EU to give US access to payments data

EU to give US access to payments data

The European Union has approved the framework for talks that will give the US Treasury Department access to banking data processed over the international Swift interbank network.

The approval for opening negotiations with US authorities was buried in a 32-page document released by the Council of the European Union last week.

It follows a long-running controversy over the covert tapping of Swift messaging data by the US under subpoenas issued in the wake of the 9/11 attacks that brought down the Twin Towers in New York in 2001.

The top-secret exercise provoked uproar among EU consumer bodies and politicians when the news was leaked in 2006. In June 2007, the Swift board approved a four-year EUR150 million systems re-architecture programme designed to allow intra-European data to be stored only in Europe, and thus out of the reach of US authorities.

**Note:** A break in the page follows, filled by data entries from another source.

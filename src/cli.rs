use clap::{crate_authors, crate_description, crate_version, value_parser, Arg, ArgAction, Command};
use pretty_env_logger::env_logger::Builder;
use std::env;
use std::io::Write;
use std::process::exit;
use std::time::Duration;

use linode_dynamic_dns::discovery::HttpAddressSource;
use linode_dynamic_dns::linode::LinodeClient;
use linode_dynamic_dns::service::Reconciler;
use linode_dynamic_dns::Config;

fn set_logger_level(b: &mut Builder) {
    let mut b = b;
    if env::var("RUST_LOG").is_err() {
        b = b.filter_level(log::LevelFilter::Info)
    }
    b.init();
}

fn setup_logger() {
    // journald reads the <N> prefix as the priority.
    match std::env::var("RUST_LOG_STYLE") {
        Ok(s) if s == "SYSTEMD" => {
            let builder = &mut pretty_env_logger::env_logger::builder();
            builder.format(|buf, record| {
                writeln!(
                    buf,
                    "<{}>{}: {}",
                    match record.level() {
                        log::Level::Error => 3,
                        log::Level::Warn => 4,
                        log::Level::Info => 6,
                        log::Level::Debug => 7,
                        log::Level::Trace => 7,
                    },
                    record.target(),
                    record.args()
                )
            });
            set_logger_level(builder);
        }
        _ => {
            let builder = &mut pretty_env_logger::formatted_builder();
            set_logger_level(builder);
        }
    };
}

pub(crate) fn main() {
    let cli = Command::new("linode-dynamic-dns")
        .about(format!(
            "{}\n{} {}",
            crate_description!(),
            "Configuration is read from the DOMAIN, HOST, TOKEN,",
            "IPV4_URL and IPV6_URL environment variables.",
        ))
        .arg(
            Arg::new("sleep")
                .short('s')
                .long("sleep")
                .value_name("SECONDS")
                .value_parser(value_parser!(u64))
                .help("Run continuously and sleep the specified number of seconds between passes"),
        )
        .arg(
            Arg::new("check")
                .action(ArgAction::SetTrue)
                .short('t')
                .long("test")
                .help("Check the configuration"),
        )
        .arg(
            Arg::new("dry-run")
                .action(ArgAction::SetTrue)
                .long("dry-run")
                .help("Show changes without applying them"),
        )
        .version(crate_version!())
        .author(crate_authors!("\n"));

    let args = cli.get_matches();

    setup_logger();

    let config = match Config::from_env() {
        Ok(c) => c,
        Err(err) => {
            println!("Error: {err}");
            exit(err.exit_code());
        }
    };

    if args.get_flag("check") {
        tracing::info!(
            domain = config.domain.as_str(),
            hosts = config.hosts().len(),
            "Configuration is valid."
        );
        exit(0);
    }

    let client = LinodeClient::from(&config);
    let addresses = HttpAddressSource::from(&config);
    let interval = args.get_one::<u64>("sleep").copied().map(Duration::from_secs);

    let result = Reconciler::new(&config, &client, &addresses)
        .dry_run(args.get_flag("dry-run"))
        .run(interval);

    if let Err(err) = result {
        println!("Error: {err}");
        exit(err.exit_code());
    }
}
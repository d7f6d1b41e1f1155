#[cfg(feature = "cli")]
mod cli;

fn main() {
    #[cfg(not(feature = "cli"))]
    panic!("cli feature is not enabled");
    #[cfg(feature = "cli")]
    cli::main()
}
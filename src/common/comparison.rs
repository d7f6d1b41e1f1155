use std::net::IpAddr;

use snafu::ResultExt;

use super::{Change, DomainRecord, IpVersion, LocalAddresses, ResponseSnafu, Result, ROOT_HOST};

/// Decide which writes bring `host` in line with the local addresses.
///
/// Every record matching the host is reconciled against the address of its
/// family. Hosts with no matching record get one new record per discovered
/// family, unless the host is the bare domain.
///
/// A matched A/AAAA record whose target is not an IP address is an error.
pub(crate) fn plan_host(
    host: &str,
    records: &[DomainRecord],
    local: &LocalAddresses,
) -> Result<Vec<Change>> {
    let host = host.trim();
    let mut changes = Vec::new();
    let mut found = false;

    for record in records.iter().filter(|r| r.matches(host)) {
        found = true;
        tracing::debug!(
            host,
            name = record.name.as_str(),
            kind = %record.kind,
            record_target = record.target.as_str(),
            "Found matching record"
        );

        let Some(version) = record.kind.version() else {
            tracing::debug!(
                host,
                kind = %record.kind,
                record_id = record.id,
                "Skipping record of unsupported kind"
            );
            continue;
        };

        let Some(local_ip) = local.get(version) else {
            continue;
        };

        if !target_is_current(record, local_ip)? {
            changes.push(Change::Update {
                record_id: record.id,
                name: record.name.clone(),
                kind: record.kind.clone(),
                previous: record.target.clone(),
                target: local_ip,
            });
        }
    }

    if !found && !host.is_empty() && host != ROOT_HOST {
        for version in [IpVersion::V4, IpVersion::V6] {
            if let Some(target) = local.get(version) {
                changes.push(Change::Create {
                    host: host.to_string(),
                    kind: version.record_kind(),
                    target,
                });
            }
        }
    }

    Ok(changes)
}

// Compared as addresses so that equivalent IPv6 spellings are not rewritten.
fn target_is_current(record: &DomainRecord, local: IpAddr) -> Result<bool> {
    let current = record
        .target
        .trim()
        .parse::<IpAddr>()
        .boxed_local()
        .context(ResponseSnafu {
            message: format!(
                "Record {} ({} {:?}) has target {:?}, which is not an IP address",
                record.id, record.kind, record.name, record.target
            ),
        })?;
    Ok(current == local)
}
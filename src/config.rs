use crate::common::{key_file_or_string, ConfigSnafu, Result};

pub const DEFAULT_IPV4_URL: &str = "https://ipv4.icanhazip.com";
pub const DEFAULT_IPV6_URL: &str = "https://ipv6.icanhazip.com";

fn default_ipv4_url() -> url::Url {
    url::Url::parse(DEFAULT_IPV4_URL).expect("default IPv4 URL is valid")
}

fn default_ipv6_url() -> url::Url {
    url::Url::parse(DEFAULT_IPV6_URL).expect("default IPv6 URL is valid")
}

#[derive(Clone, serde::Deserialize)]
pub struct Config {
    /// Domain name exactly as the provider lists it.
    pub domain: String,

    /// Comma separated host labels, "@" for the bare domain.
    pub host: String,

    /// API token, or "@/path" to read it from a file.
    pub token: String,

    #[serde(default = "default_ipv4_url")]
    pub ipv4_url: url::Url,

    #[serde(default = "default_ipv6_url")]
    pub ipv6_url: url::Url,
}

impl Config {
    pub fn from_env() -> Result<Self> {
        Self::from_environment(config::Environment::default())
    }

    pub fn from_environment(source: config::Environment) -> Result<Self> {
        let mut cfg: Self = config::Config::builder()
            .add_source(source)
            .build()
            .and_then(|c| c.try_deserialize())
            .map_err(|err| {
                ConfigSnafu {
                    message: err.to_string(),
                    prefix: "environment",
                }
                .build()
            })?;

        cfg.token = key_file_or_string(cfg.token, "TOKEN")?;

        if cfg.domain.trim().is_empty() {
            return ConfigSnafu {
                message: "DOMAIN must not be empty",
                prefix: "DOMAIN",
            }
            .fail();
        }

        Ok(cfg)
    }

    /// Host tokens in configured order, untrimmed.
    pub fn hosts(&self) -> Vec<&str> {
        self.host.split(',').collect()
    }
}

impl std::fmt::Debug for Config {
    fn fmt(&self, f: &mut std::fmt::Formatter<'_>) -> std::fmt::Result {
        f.debug_struct("Config")
            .field("domain", &self.domain)
            .field("host", &self.host)
            .field("token", &"<redacted>")
            .field("ipv4_url", &self.ipv4_url.as_str())
            .field("ipv6_url", &self.ipv6_url.as_str())
            .finish()
    }
}
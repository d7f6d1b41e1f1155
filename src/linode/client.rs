use std::net::IpAddr;

use serde::de::DeserializeOwned;
use snafu::prelude::*;

use crate::common::{
    Domain, DomainRecord, Provider, RecordKind, RequestSnafu, ResponseSnafu, Result, StatusSnafu,
    TIMEOUT,
};

use super::models::{CreateRecord, Page, UpdateTarget};

pub const API_BASE_URL: &str = "https://api.linode.com/v4";

const PROVIDER_NAME: &str = "Linode";

enum WriteMethod {
    Create,
    Update,
}

impl WriteMethod {
    fn verb(&self) -> &'static str {
        match self {
            WriteMethod::Create => "POST",
            WriteMethod::Update => "PUT",
        }
    }
}

/// Turns transport errors and any status other than 200 into [`crate::common::Error`].
fn check_response(
    method: &str,
    url: &str,
    result: std::result::Result<ureq::Response, ureq::Error>,
) -> Result<ureq::Response> {
    let resp = match result {
        Ok(resp) => resp,
        Err(ureq::Error::Status(status, resp)) => {
            return StatusSnafu {
                url,
                method,
                status,
                body: resp.into_string().unwrap_or_default(),
            }
            .fail()
        }
        Err(err) => return Err(err).context(RequestSnafu { url, method }),
    };

    if resp.status() != 200 {
        let status = resp.status();
        return StatusSnafu {
            url,
            method,
            status,
            body: resp.into_string().unwrap_or_default(),
        }
        .fail();
    }

    Ok(resp)
}

pub struct LinodeClient {
    agent: ureq::Agent,
    api_key: String,
    base_url: String,
}

impl LinodeClient {
    pub fn new(api_key: impl Into<String>) -> Self {
        Self::with_base_url(api_key, API_BASE_URL)
    }

    pub fn with_base_url(api_key: impl Into<String>, base_url: impl Into<String>) -> Self {
        Self::with_agent(
            ureq::AgentBuilder::new().timeout(TIMEOUT).build(),
            api_key,
            base_url,
        )
    }

    /// Uses `agent` as is, including its timeouts.
    pub fn with_agent(
        agent: ureq::Agent,
        api_key: impl Into<String>,
        base_url: impl Into<String>,
    ) -> Self {
        Self {
            agent,
            api_key: api_key.into(),
            base_url: base_url.into().trim_end_matches('/').to_string(),
        }
    }

    fn with_headers(&self, req: ureq::Request) -> ureq::Request {
        req.set("Authorization", &format!("Bearer {}", self.api_key))
            .set("Accept", "application/json")
    }

    /// Only the first page is read; further pages are reported and dropped.
    fn api_get<T: DeserializeOwned>(&self, path: &str) -> Result<Vec<T>> {
        let url = format!("{}/{path}", self.base_url);
        tracing::debug!(
            url = url.as_str(),
            method = "GET",
            provider = PROVIDER_NAME,
            "Sending request"
        );

        let resp = check_response(
            "GET",
            &url,
            self.with_headers(self.agent.get(&url)).call(),
        )?;

        let page: Page<T> = resp
            .into_json()
            .boxed_local()
            .context(ResponseSnafu {
                message: format!("Failed to deserialize response from {url}"),
            })?;

        if page.pages > 1 {
            tracing::warn!(
                url = url.as_str(),
                page = page.page,
                pages = page.pages,
                results = page.results,
                "Pagination is not supported, only the first page was read"
            );
        }

        Ok(page.data)
    }

    fn api_write(&self, path: &str, method: WriteMethod, body: impl serde::Serialize) -> Result<()> {
        let url = format!("{}/{path}", self.base_url);
        tracing::debug!(
            url = url.as_str(),
            method = method.verb(),
            provider = PROVIDER_NAME,
            "Sending request"
        );

        let req = self
            .with_headers(self.agent.request(method.verb(), &url))
            .set("Content-Type", "application/json");

        check_response(method.verb(), &url, req.send_json(body))?;
        Ok(())
    }
}

impl Provider for LinodeClient {
    fn list_domains(&self) -> Result<Vec<Domain>> {
        self.api_get("domains")
    }

    fn list_domain_records(&self, domain_id: u64) -> Result<Vec<DomainRecord>> {
        self.api_get(&format!("domains/{domain_id}/records"))
    }

    fn update_record_target(&self, domain_id: u64, record_id: u64, target: IpAddr) -> Result<()> {
        let target = target.to_string();
        self.api_write(
            &format!("domains/{domain_id}/records/{record_id}"),
            WriteMethod::Update,
            UpdateTarget { target: &target },
        )
    }

    fn create_host_record(
        &self,
        domain_id: u64,
        host: &str,
        kind: RecordKind,
        target: IpAddr,
    ) -> Result<()> {
        let target = target.to_string();
        self.api_write(
            &format!("domains/{domain_id}/records"),
            WriteMethod::Create,
            CreateRecord {
                name: host,
                kind,
                target: &target,
            },
        )
    }
}

impl From<&crate::Config> for LinodeClient {
    fn from(value: &crate::Config) -> Self {
        Self::new(value.token.clone())
    }
}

Swift has welcomed the latest initiative by EU parliamentarians, which may yet apply to payments message data located in Europe.

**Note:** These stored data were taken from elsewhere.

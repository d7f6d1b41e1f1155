use crate::common::RecordKind;

/// Envelope of every Linode list endpoint.
#[derive(serde::Deserialize)]
pub(super) struct Page<T> {
    pub data: Vec<T>,
    #[serde(default = "first_page")]
    pub page: u32,
    #[serde(default = "first_page")]
    pub pages: u32,
    #[serde(default)]
    pub results: u32,
}

fn first_page() -> u32 {
    1
}

#[derive(serde::Serialize)]
pub(super) struct UpdateTarget<'a> {
    pub target: &'a str,
}

#[derive(serde::Serialize)]
pub(super) struct CreateRecord<'a> {
    pub name: &'a str,
    #[serde(rename = "type")]
    pub kind: RecordKind,
    pub target: &'a str,
}
/// Writes issued (or, on a dry run, planned) during one pass.
#[derive(Debug, Clone, Copy, Default, PartialEq, Eq)]
pub struct PassReport {
    pub updated: usize,
    pub created: usize,
}

impl PassReport {
    pub fn len(&self) -> usize {
        self.updated + self.created
    }

    pub fn is_empty(&self) -> bool {
        self.len() == 0
    }
}
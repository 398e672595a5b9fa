/// Exclusive advisory lock guaranteeing at most one active scheduler. Held
/// for the process lifetime; releasing is handled by Drop.
pub(crate) struct LockFile {
    path: std::path::PathBuf,
    file: fs_err::File,
}

impl LockFile {
    pub(crate) fn acquire(path: impl Into<std::path::PathBuf>) -> std::io::Result<Self> {
        let path = path.into();
        if let Some(parent) = path.parent() {
            fs_err::create_dir_all(parent)?;
        }
        let file = fs_err::File::create(&path)?;
        file.file().try_lock().map_err(|e| match e {
            std::fs::TryLockError::Error(e) => e,
            std::fs::TryLockError::WouldBlock => {
                std::io::Error::new(std::io::ErrorKind::WouldBlock, "lock is held")
            }
        })?;
        Ok(Self { path, file })
    }
}

impl Drop for LockFile {
    fn drop(&mut self) {
        let _ = self.file.file().unlock();
        let _ = fs_err::remove_file(&self.path);
    }
}

#[cfg(test)]
mod tests {
    use super::*;

    #[test]
    fn test_lock_is_exclusive() {
        let dir = tempfile::tempdir().unwrap();
        let path = dir.path().join("queue-runner/lock");

        let lock = LockFile::acquire(&path).unwrap();
        assert!(LockFile::acquire(&path).is_err());

        drop(lock);
        let _relock = LockFile::acquire(&path).unwrap();
    }
}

"Swift has been asking the EU and US authorities to provide legal clarity and certainty regarding access by authorities to financial messaging data," says the Belgium-based co-operative in a statement. "It is also important to note that the authorities can only access limited sets of data stored in Swift Operating Centres and this applies to FIN traffic only. SwiftNet FileAct traffic, including Sepa data, is not stored and therefore is not retrievable."

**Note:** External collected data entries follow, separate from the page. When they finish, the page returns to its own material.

use std::sync::Arc;
use std::sync::atomic::{AtomicBool, AtomicI32, Ordering};

use hashbrown::{HashMap, HashSet};

use db::models::{BuildID, BuildStatus};

use super::{Jobset, JobsetID, Step};
use crate::remote::RemoteStatus;

#[derive(Debug)]
pub struct Build {
    pub id: BuildID,
    pub recipe_path: store::StorePath,
    pub jobset_id: JobsetID,
    pub name: String,
    pub timestamp: jiff::Timestamp,
    pub max_silent_time: i32,
    pub timeout: i32,
    pub local_priority: i32,
    pub global_priority: AtomicI32,

    toplevel: arc_swap::ArcSwapOption<Step>,
    pub jobset: Arc<Jobset>,

    finished_in_db: AtomicBool,
}

impl PartialEq for Build {
    fn eq(&self, other: &Self) -> bool {
        self.id == other.id
    }
}

impl Eq for Build {}

impl std::hash::Hash for Build {
    fn hash<H: std::hash::Hasher>(&self, state: &mut H) {
        self.id.hash(state);
    }
}

impl Build {
    #[tracing::instrument(skip(v, jobset), err)]
    pub fn new(v: db::models::Build, jobset: Arc<Jobset>) -> anyhow::Result<Arc<Self>> {
        Ok(Arc::new(Self {
            id: v.id,
            recipe_path: store::StorePath::new(&v.recipe_path),
            jobset_id: v.jobset_id,
            name: v.job,
            timestamp: jiff::Timestamp::from_second(v.timestamp)?,
            max_silent_time: v.max_silent.unwrap_or(3600),
            timeout: v.timeout.unwrap_or(36000),
            local_priority: v.priority,
            global_priority: v.global_priority.into(),
            toplevel: arc_swap::ArcSwapOption::from(None),
            jobset,
            finished_in_db: false.into(),
        }))
    }

    #[inline]
    pub fn full_job_name(&self) -> String {
        format!(
            "{}:{}:{}",
            self.jobset.project_name, self.jobset.name, self.name
        )
    }

    #[inline]
    pub fn get_finished_in_db(&self) -> bool {
        self.finished_in_db.load(Ordering::SeqCst)
    }

    #[inline]
    pub fn set_finished_in_db(&self, v: bool) {
        self.finished_in_db.store(v, Ordering::SeqCst);
    }

    #[inline]
    pub fn set_toplevel_step(&self, step: Arc<Step>) {
        self.toplevel.store(Some(step));
    }

    /// Push this build's priority extrema and jobset into every step of its
    /// closure (the step dedupes by widening, see `Step::widen_aggregates`).
    pub fn propagate_priorities(&self) {
        let Some(toplevel) = self.toplevel.load_full() else {
            return;
        };

        let mut seen = HashSet::new();
        let mut stack = vec![toplevel];
        while let Some(step) = stack.pop() {
            if !seen.insert(step.get_recipe_path().clone()) {
                continue;
            }

            step.widen_aggregates(self);
            step.add_jobset(self.jobset.clone());
            stack.extend(step.direct_deps());
        }
    }
}

/// The scheduler-side record of one attempt at a step, accumulated by the
/// builder worker and written to the build step row when the attempt ends.
#[derive(Debug, Clone)]
pub struct StepResult {
    pub step_status: BuildStatus,
    pub can_retry: bool,
    pub can_cache: bool,
    pub is_cached: bool,
    pub error_msg: Option<String>,

    start_time: Option<jiff::Timestamp>,
    stop_time: Option<jiff::Timestamp>,

    pub log_file: String,
}

impl Default for StepResult {
    fn default() -> Self {
        Self::new()
    }
}

impl StepResult {
    #[must_use]
    pub const fn new() -> Self {
        Self {
            step_status: BuildStatus::Aborted,
            can_retry: false,
            can_cache: false,
            is_cached: false,
            error_msg: None,
            start_time: None,
            stop_time: None,
            log_file: String::new(),
        }
    }

    /// Classify a remote protocol status (§ the remote build contract) into
    /// the step status plus retry/cache flags.
    pub const fn update_with_remote_status(&mut self, status: RemoteStatus) {
        match status {
            RemoteStatus::Success => {
                self.step_status = BuildStatus::Success;
            }
            RemoteStatus::TransientFailure | RemoteStatus::MiscFailure => {
                self.step_status = BuildStatus::Failed;
                self.can_retry = true;
            }
            RemoteStatus::PermanentFailure => {
                self.step_status = BuildStatus::Failed;
                self.can_cache = true;
            }
            RemoteStatus::BuildFailureWithOutput => {
                self.step_status = BuildStatus::FailedWithOutput;
                self.can_cache = true;
            }
            RemoteStatus::TimedOut => {
                self.step_status = BuildStatus::TimedOut;
            }
            RemoteStatus::LogLimitExceeded => {
                self.step_status = BuildStatus::LogLimitExceeded;
            }
        }
    }

    #[must_use]
    pub fn get_total_step_time_ms(&self) -> u64 {
        if let (Some(start_time), Some(stop_time)) = (self.start_time, self.stop_time) {
            #[allow(clippy::cast_possible_truncation, clippy::cast_sign_loss)]
            ((stop_time - start_time)
                .total(jiff::Unit::Millisecond)
                .unwrap_or_default()
                .abs() as u64)
        } else {
            0
        }
    }

    pub const fn set_start_and_stop(&mut self, v: jiff::Timestamp) {
        self.start_time = Some(v);
        self.stop_time = Some(v);
    }

    pub fn set_start_time_now(&mut self) {
        self.start_time = Some(jiff::Timestamp::now());
    }

    pub fn set_stop_time_now(&mut self) {
        self.stop_time = Some(jiff::Timestamp::now());
    }

    #[must_use]
    pub const fn has_start_time(&self) -> bool {
        self.start_time.is_some()
    }

    #[must_use]
    pub const fn has_stop_time(&self) -> bool {
        self.stop_time.is_some()
    }

    pub fn get_start_time_as_i32(&self) -> Result<i32, std::num::TryFromIntError> {
        i32::try_from(
            self.start_time
                .map(jiff::Timestamp::as_second)
                .unwrap_or_default(),
        )
    }

    pub fn get_stop_time_as_i32(&self) -> Result<i32, std::num::TryFromIntError> {
        i32::try_from(
            self.stop_time
                .map(jiff::Timestamp::as_second)
                .unwrap_or_default(),
        )
    }
}

/// Realized outputs of a finished step, read back from the store.
pub struct BuildOutput {
    pub outputs: HashMap<String, store::StorePath>,
    pub size: u64,
}

impl BuildOutput {
    pub async fn new(local_store: &store::LocalStore, outputs: Vec<store::RecipeOutput>) -> Self {
        let mut outputs_map = HashMap::with_capacity(outputs.len());
        let mut size = 0;

        for o in outputs {
            if let Some(path) = o.path {
                size += local_store.output_size(&path).await;
                outputs_map.insert(o.name, path);
            }
        }

        Self {
            outputs: outputs_map,
            size,
        }
    }

    pub fn as_db_outputs(&self, local_store: &store::LocalStore) -> Vec<(String, String)> {
        self.outputs
            .iter()
            .map(|(name, path)| (name.clone(), local_store.print_store_path(path)))
            .collect()
    }
}

#[derive(Clone)]
pub struct Builds {
    inner: Arc<parking_lot::RwLock<HashMap<BuildID, Arc<Build>>>>,
}

impl Default for Builds {
    fn default() -> Self {
        Self::new()
    }
}

impl Builds {
    #[must_use]
    pub fn new() -> Self {
        Self {
            inner: Arc::new(parking_lot::RwLock::new(HashMap::with_capacity(1000))),
        }
    }

    #[must_use]
    pub fn len(&self) -> usize {
        self.inner.read().len()
    }

    #[must_use]
    pub fn is_empty(&self) -> bool {
        self.inner.read().is_empty()
    }

    #[must_use]
    pub fn contains(&self, id: BuildID) -> bool {
        self.inner.read().contains_key(&id)
    }

    /// Reconcile against the set of builds still queued in the database:
    /// drop cancelled/deleted builds (releasing their step references) and
    /// re-propagate bumped global priorities.
    pub fn update_priorities(&self, curr_ids: &HashMap<BuildID, i32>) {
        let mut builds = self.inner.write();
        builds.retain(|k, _| curr_ids.contains_key(k));
        for (id, build) in builds.iter() {
            let Some(new_priority) = curr_ids.get(id) else {
                continue;
            };

            if build.global_priority.load(Ordering::Relaxed) < *new_priority {
                tracing::info!("priority of build {id} increased");
                build
                    .global_priority
                    .store(*new_priority, Ordering::Relaxed);
                build.propagate_priorities();
            }
        }
    }

    pub fn insert_new_build(&self, build: Arc<Build>) {
        let mut builds = self.inner.write();
        builds.insert(build.id, build);
    }

    pub fn remove_by_id(&self, id: BuildID) {
        let mut builds = self.inner.write();
        builds.remove(&id);
    }
}

#[cfg(test)]
mod tests {
    use super::*;

    fn test_build(id: BuildID, local_priority: i32, global_priority: i32) -> Arc<Build> {
        Arc::new(Build {
            id,
            recipe_path: store::StorePath::new("aaaaaaaaaaaaaaaaaaaaaaaaaaaaaaaa-top.recipe"),
            jobset_id: 1,
            name: "job".into(),
            timestamp: jiff::Timestamp::now(),
            max_silent_time: 3600,
            timeout: 36000,
            local_priority,
            global_priority: global_priority.into(),
            toplevel: arc_swap::ArcSwapOption::from(None),
            jobset: Arc::new(Jobset::new(1, "proj", "main")),
            finished_in_db: false.into(),
        })
    }

    #[test]
    fn test_propagate_priorities_widen_only() {
        let step = Step::new(store::StorePath::new(
            "aaaaaaaaaaaaaaaaaaaaaaaaaaaaaaaa-top.recipe",
        ));
        let dep = Step::new(store::StorePath::new(
            "bbbbbbbbbbbbbbbbbbbbbbbbbbbbbbbb-dep.recipe",
        ));
        step.add_dep(dep.clone());

        let b1 = test_build(7, 10, 100);
        b1.set_toplevel_step(step.clone());
        b1.propagate_priorities();

        let b2 = test_build(3, 5, 50);
        b2.set_toplevel_step(step.clone());
        b2.propagate_priorities();

        for s in [&step, &dep] {
            assert_eq!(
                s.atomic_state
                    .highest_global_priority
                    .load(Ordering::Relaxed),
                100
            );
            assert_eq!(
                s.atomic_state
                    .highest_local_priority
                    .load(Ordering::Relaxed),
                10
            );
            assert_eq!(s.atomic_state.lowest_build_id.load(Ordering::Relaxed), 3);
        }
    }

    #[test]
    fn test_update_priorities_drops_cancelled() {
        let builds = Builds::new();
        builds.insert_new_build(test_build(1, 0, 0));
        builds.insert_new_build(test_build(2, 0, 0));

        let mut curr = HashMap::new();
        curr.insert(2, 0);
        builds.update_priorities(&curr);

        assert!(!builds.contains(1));
        assert!(builds.contains(2));
    }

    #[test]
    fn test_remote_status_classification() {
        let mut r = StepResult::new();
        r.update_with_remote_status(RemoteStatus::TransientFailure);
        assert_eq!(r.step_status, BuildStatus::Failed);
        assert!(r.can_retry);
        assert!(!r.can_cache);

        let mut r = StepResult::new();
        r.update_with_remote_status(RemoteStatus::PermanentFailure);
        assert!(!r.can_retry);
        assert!(r.can_cache);

        let mut r = StepResult::new();
        r.update_with_remote_status(RemoteStatus::BuildFailureWithOutput);
        assert_eq!(r.step_status, BuildStatus::FailedWithOutput);
        assert!(r.can_cache);

        let mut r = StepResult::new();
        r.update_with_remote_status(RemoteStatus::TimedOut);
        assert_eq!(r.step_status, BuildStatus::TimedOut);
        assert!(!r.can_retry);
    }
}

The Commission has stated that the new agreement will include guarantees on the limits of access, on the use and retention of data, and on the sharing of the data.

Comments: (1)

Nick Green
Nick Green - ISD Consultants - Northampton 03 August, 2009, 17:48Be the first to give this comment the thumbs up 0 likes

I'll show you mine if you show me yours.

We seem to have numbers of agreements for the US to have access to data and people that are not reciprocal, for example the UK hacker that is to be [possibly] extradited to the US. A US hacker would be under no such threat to be extradited to the UK.

So I vote for letting the US have access to payment data provided everything they are granted is true in the other direction so that EU members can have the same data from the US - perhaps that would temper their demands.